*YOUR OBJECTIVE*. Please reproduce the whole listing without altering anything.
(STORED DATA begins)
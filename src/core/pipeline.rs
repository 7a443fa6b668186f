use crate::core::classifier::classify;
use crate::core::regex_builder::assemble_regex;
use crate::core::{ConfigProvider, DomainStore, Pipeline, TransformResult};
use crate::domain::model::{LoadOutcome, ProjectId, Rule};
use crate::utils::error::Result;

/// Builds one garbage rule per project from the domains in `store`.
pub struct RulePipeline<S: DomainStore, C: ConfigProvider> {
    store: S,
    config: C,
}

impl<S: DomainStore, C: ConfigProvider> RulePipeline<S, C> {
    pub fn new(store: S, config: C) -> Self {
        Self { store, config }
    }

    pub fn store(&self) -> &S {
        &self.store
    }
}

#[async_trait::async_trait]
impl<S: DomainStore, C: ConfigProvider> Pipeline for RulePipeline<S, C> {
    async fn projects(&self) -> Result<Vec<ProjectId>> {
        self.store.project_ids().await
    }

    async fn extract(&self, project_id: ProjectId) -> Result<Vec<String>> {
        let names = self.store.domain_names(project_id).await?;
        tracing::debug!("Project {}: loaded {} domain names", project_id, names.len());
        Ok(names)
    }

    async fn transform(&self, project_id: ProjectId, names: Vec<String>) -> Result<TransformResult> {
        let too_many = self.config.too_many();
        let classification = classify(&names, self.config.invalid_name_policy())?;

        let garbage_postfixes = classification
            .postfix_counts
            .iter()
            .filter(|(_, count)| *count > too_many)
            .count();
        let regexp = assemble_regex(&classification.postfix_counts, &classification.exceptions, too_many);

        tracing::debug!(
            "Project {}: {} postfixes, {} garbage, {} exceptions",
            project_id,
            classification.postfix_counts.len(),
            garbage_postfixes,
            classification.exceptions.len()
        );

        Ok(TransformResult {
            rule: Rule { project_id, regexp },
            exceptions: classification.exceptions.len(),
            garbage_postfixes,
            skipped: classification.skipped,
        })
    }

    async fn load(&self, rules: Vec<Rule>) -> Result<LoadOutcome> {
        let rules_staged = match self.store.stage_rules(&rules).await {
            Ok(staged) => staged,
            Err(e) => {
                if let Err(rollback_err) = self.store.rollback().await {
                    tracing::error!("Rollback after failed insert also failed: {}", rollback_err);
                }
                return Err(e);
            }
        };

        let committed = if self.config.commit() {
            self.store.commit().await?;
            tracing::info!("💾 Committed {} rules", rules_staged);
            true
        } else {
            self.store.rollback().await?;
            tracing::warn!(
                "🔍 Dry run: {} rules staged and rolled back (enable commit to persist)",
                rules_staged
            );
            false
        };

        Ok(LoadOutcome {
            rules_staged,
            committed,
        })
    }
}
(STORED DATA ends)
*EXPECTED OUTPUT*.
filename src/core/pipeline.rs
repository 7a443fa6b668186f
use crate::core::classifier::classify;
use crate::core::regex_builder::assemble_regex;
use crate::core::{ConfigProvider, DomainStore, Pipeline, TransformResult};
use crate::domain::model::{LoadOutcome, ProjectId, Rule};
use crate::utils::error::Result;

/// Builds one garbage rule per project from the domains in `store`.
pub struct RulePipeline<S: DomainStore, C: ConfigProvider> {
    store: S,
    config: C,
}

impl<S: DomainStore, C: ConfigProvider> RulePipeline<S, C> {
    pub fn new(store: S, config: C) -> Self {
        Self { store, config }
    }

    pub fn store(&self) -> &S {
        &self.store
    }
}

#[async_trait::async_trait]
impl<S: DomainStore, C: ConfigProvider> Pipeline for RulePipeline<S, C> {
    async fn projects(&self) -> Result<Vec<ProjectId>> {
        self.store.project_ids().await
    }

    async fn extract(&self, project_id: ProjectId) -> Result<Vec<String>> {
        let names = self.store.domain_names(project_id).await?;
        tracing::debug!("Project {}: loaded {} domain names", project_id, names.len());
        Ok(names)
    }

    async fn transform(&self, project_id: ProjectId, names: Vec<String>) -> Result<TransformResult> {
        let too_many = self.config.too_many();
        let classification = classify(&names, self.config.invalid_name_policy())?;

        let garbage_postfixes = classification
            .postfix_counts
            .iter()
            .filter(|(_, count)| *count > too_many)
            .count();
        let regexp = assemble_regex(&classification.postfix_counts, &classification.exceptions, too_many);

        tracing::debug!(
            "Project {}: {} postfixes, {} garbage, {} exceptions",
            project_id,
            classification.postfix_counts.len(),
            garbage_postfixes,
            classification.exceptions.len()
        );

        Ok(TransformResult {
            rule: Rule { project_id, regexp },
            exceptions: classification.exceptions.len(),
            garbage_postfixes,
            skipped: classification.skipped,
        })
    }

    async fn load(&self, rules: Vec<Rule>) -> Result<LoadOutcome> {
        let rules_staged = match self.store.stage_rules(&rules).await {
            Ok(staged) => staged,
            Err(e) => {
                if let Err(rollback_err) = self.store.rollback().await {
                    tracing::error!("Rollback after failed insert also failed: {}", rollback_err);
                }
                return Err(e);
            }
        };

        let committed = if self.config.commit() {
            self.store.commit().await?;
            tracing::info!("💾 Committed {} rules", rules_staged);
            true
        } else {
            self.store.rollback().await?;
            tracing::warn!(
                "🔍 Dry run: {} rules staged and rolled back (enable commit to persist)",
                rules_staged
            );
            false
        };

        Ok(LoadOutcome {
            rules_staged,
            committed,
        })
    }
}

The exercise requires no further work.